## Prompt
Your answer should be a number only: the count of lines in the following entries that contain "SessionCreate".

━━━━━ Extracted entries ━━━━━

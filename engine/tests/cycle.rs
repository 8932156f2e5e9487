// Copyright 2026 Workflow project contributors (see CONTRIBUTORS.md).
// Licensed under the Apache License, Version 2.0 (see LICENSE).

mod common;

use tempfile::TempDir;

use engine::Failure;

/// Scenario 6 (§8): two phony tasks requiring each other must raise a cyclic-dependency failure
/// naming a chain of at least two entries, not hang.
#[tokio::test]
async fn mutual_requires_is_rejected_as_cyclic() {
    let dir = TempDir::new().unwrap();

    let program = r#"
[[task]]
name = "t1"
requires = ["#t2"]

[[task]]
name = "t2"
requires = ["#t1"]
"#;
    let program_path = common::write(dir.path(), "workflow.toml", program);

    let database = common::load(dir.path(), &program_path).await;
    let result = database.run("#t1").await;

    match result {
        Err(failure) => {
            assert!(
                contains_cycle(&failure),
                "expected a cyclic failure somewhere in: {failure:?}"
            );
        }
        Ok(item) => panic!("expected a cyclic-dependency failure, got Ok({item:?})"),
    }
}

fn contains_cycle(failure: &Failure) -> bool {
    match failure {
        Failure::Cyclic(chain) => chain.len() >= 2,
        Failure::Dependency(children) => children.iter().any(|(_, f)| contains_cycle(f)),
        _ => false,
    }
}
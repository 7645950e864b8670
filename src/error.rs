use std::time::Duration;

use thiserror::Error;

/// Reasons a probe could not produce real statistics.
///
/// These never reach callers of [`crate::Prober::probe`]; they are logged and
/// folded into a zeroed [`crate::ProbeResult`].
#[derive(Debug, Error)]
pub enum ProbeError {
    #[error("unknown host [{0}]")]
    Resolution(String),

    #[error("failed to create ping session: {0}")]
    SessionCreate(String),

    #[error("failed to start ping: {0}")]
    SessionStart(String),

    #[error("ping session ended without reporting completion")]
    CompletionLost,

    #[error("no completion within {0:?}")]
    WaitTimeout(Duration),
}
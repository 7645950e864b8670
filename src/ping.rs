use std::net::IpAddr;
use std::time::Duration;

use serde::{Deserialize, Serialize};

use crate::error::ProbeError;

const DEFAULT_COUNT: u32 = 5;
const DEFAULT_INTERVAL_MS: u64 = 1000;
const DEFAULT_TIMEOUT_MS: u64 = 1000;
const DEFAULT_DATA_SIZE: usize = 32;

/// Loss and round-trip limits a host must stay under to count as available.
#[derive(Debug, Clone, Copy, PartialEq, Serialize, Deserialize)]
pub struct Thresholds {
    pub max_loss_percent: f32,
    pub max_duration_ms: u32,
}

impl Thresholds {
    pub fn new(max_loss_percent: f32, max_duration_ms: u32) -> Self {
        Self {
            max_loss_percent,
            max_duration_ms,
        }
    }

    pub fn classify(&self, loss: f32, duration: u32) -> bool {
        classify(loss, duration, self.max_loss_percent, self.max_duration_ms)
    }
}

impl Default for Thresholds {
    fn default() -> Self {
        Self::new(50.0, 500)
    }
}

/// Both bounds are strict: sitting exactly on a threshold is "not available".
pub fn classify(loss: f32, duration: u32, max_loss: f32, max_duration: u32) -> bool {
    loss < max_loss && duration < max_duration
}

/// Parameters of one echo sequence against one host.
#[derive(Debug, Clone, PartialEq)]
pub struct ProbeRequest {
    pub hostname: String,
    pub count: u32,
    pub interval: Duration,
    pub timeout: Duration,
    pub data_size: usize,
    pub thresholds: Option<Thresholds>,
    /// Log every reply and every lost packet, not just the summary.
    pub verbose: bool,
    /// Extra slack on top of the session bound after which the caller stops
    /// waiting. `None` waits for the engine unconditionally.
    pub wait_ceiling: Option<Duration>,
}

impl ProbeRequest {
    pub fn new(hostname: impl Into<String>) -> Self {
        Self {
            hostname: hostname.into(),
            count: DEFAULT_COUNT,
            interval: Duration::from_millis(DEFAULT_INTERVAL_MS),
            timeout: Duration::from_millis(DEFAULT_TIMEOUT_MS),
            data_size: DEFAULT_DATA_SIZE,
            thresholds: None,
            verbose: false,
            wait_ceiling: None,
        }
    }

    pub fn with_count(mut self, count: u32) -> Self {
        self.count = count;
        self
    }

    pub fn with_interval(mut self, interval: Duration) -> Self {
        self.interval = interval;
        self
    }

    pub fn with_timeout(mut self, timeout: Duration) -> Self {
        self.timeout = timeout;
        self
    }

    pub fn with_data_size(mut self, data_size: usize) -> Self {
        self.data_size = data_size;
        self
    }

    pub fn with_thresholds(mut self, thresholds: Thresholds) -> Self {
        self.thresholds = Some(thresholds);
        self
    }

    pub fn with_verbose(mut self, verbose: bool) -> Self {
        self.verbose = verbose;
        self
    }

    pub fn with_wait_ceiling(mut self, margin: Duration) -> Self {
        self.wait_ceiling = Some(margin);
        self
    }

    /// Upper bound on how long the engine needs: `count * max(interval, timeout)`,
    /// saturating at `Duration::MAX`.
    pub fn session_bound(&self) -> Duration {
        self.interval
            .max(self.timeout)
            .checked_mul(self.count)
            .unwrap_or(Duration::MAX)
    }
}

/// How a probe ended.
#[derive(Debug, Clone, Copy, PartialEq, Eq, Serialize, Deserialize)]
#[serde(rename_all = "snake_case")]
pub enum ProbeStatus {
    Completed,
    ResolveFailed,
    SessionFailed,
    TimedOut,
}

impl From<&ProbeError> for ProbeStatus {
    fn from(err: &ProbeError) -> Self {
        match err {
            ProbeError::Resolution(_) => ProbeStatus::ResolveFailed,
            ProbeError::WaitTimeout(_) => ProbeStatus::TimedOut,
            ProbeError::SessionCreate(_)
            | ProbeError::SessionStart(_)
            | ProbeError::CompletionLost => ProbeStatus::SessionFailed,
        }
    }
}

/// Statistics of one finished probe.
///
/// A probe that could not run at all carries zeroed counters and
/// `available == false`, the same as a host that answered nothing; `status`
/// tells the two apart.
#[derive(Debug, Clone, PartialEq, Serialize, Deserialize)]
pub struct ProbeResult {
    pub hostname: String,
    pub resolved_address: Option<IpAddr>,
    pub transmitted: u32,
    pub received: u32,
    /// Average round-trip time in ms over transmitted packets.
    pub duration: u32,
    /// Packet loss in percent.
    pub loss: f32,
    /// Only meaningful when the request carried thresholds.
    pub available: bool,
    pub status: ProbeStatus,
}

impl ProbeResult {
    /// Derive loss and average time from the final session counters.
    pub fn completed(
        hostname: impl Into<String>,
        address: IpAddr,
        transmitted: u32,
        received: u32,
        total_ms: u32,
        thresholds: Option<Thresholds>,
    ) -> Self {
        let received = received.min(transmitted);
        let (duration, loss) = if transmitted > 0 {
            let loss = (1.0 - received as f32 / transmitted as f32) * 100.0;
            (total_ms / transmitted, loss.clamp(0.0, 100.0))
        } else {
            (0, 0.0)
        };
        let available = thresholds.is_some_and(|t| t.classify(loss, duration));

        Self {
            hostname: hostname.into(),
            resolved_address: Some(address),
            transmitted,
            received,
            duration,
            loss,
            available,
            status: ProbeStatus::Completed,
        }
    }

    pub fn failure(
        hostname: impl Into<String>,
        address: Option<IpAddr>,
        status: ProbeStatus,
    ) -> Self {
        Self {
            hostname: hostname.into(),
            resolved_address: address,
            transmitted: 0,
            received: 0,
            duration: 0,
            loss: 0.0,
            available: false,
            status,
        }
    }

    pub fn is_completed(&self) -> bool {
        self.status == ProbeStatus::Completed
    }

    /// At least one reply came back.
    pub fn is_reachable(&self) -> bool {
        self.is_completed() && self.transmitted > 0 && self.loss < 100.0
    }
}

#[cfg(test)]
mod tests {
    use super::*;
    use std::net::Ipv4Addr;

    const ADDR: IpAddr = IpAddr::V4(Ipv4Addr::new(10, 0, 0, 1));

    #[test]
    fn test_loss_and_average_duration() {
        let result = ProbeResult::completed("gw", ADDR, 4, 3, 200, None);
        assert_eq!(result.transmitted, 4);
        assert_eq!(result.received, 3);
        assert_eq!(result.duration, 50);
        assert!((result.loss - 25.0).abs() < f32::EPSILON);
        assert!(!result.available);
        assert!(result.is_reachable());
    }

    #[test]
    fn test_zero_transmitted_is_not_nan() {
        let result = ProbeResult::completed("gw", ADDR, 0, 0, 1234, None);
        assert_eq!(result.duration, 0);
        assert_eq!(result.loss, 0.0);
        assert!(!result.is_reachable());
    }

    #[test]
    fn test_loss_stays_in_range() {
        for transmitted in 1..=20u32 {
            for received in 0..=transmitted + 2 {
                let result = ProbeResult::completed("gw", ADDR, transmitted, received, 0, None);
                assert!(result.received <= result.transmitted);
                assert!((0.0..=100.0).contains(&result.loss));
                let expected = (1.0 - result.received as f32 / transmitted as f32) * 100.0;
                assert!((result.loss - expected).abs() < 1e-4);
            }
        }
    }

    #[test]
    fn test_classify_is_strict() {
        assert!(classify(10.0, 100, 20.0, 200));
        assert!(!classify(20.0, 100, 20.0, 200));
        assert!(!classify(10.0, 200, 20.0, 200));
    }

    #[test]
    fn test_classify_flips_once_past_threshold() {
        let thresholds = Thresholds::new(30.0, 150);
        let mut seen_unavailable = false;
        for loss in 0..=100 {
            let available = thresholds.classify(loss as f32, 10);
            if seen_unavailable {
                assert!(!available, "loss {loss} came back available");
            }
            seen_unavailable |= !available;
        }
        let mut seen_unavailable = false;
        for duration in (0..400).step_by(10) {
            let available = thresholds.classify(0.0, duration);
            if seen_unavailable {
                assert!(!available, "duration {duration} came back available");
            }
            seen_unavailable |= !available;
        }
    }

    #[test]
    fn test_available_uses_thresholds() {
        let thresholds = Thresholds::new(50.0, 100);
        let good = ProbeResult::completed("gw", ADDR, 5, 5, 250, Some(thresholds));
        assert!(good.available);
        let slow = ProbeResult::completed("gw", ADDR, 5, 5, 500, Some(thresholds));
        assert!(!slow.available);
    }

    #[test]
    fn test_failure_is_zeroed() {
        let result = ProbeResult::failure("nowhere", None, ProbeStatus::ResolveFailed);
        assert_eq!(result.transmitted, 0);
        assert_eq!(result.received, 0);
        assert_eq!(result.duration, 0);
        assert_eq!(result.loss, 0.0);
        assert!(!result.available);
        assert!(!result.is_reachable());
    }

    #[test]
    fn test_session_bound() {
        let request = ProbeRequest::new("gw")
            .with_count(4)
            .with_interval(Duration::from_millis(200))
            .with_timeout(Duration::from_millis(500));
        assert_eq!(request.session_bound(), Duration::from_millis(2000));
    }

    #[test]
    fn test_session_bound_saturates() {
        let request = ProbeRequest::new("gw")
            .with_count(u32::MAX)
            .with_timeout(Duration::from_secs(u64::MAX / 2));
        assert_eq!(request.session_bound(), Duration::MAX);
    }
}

━━━━━

## Result for this exercise
2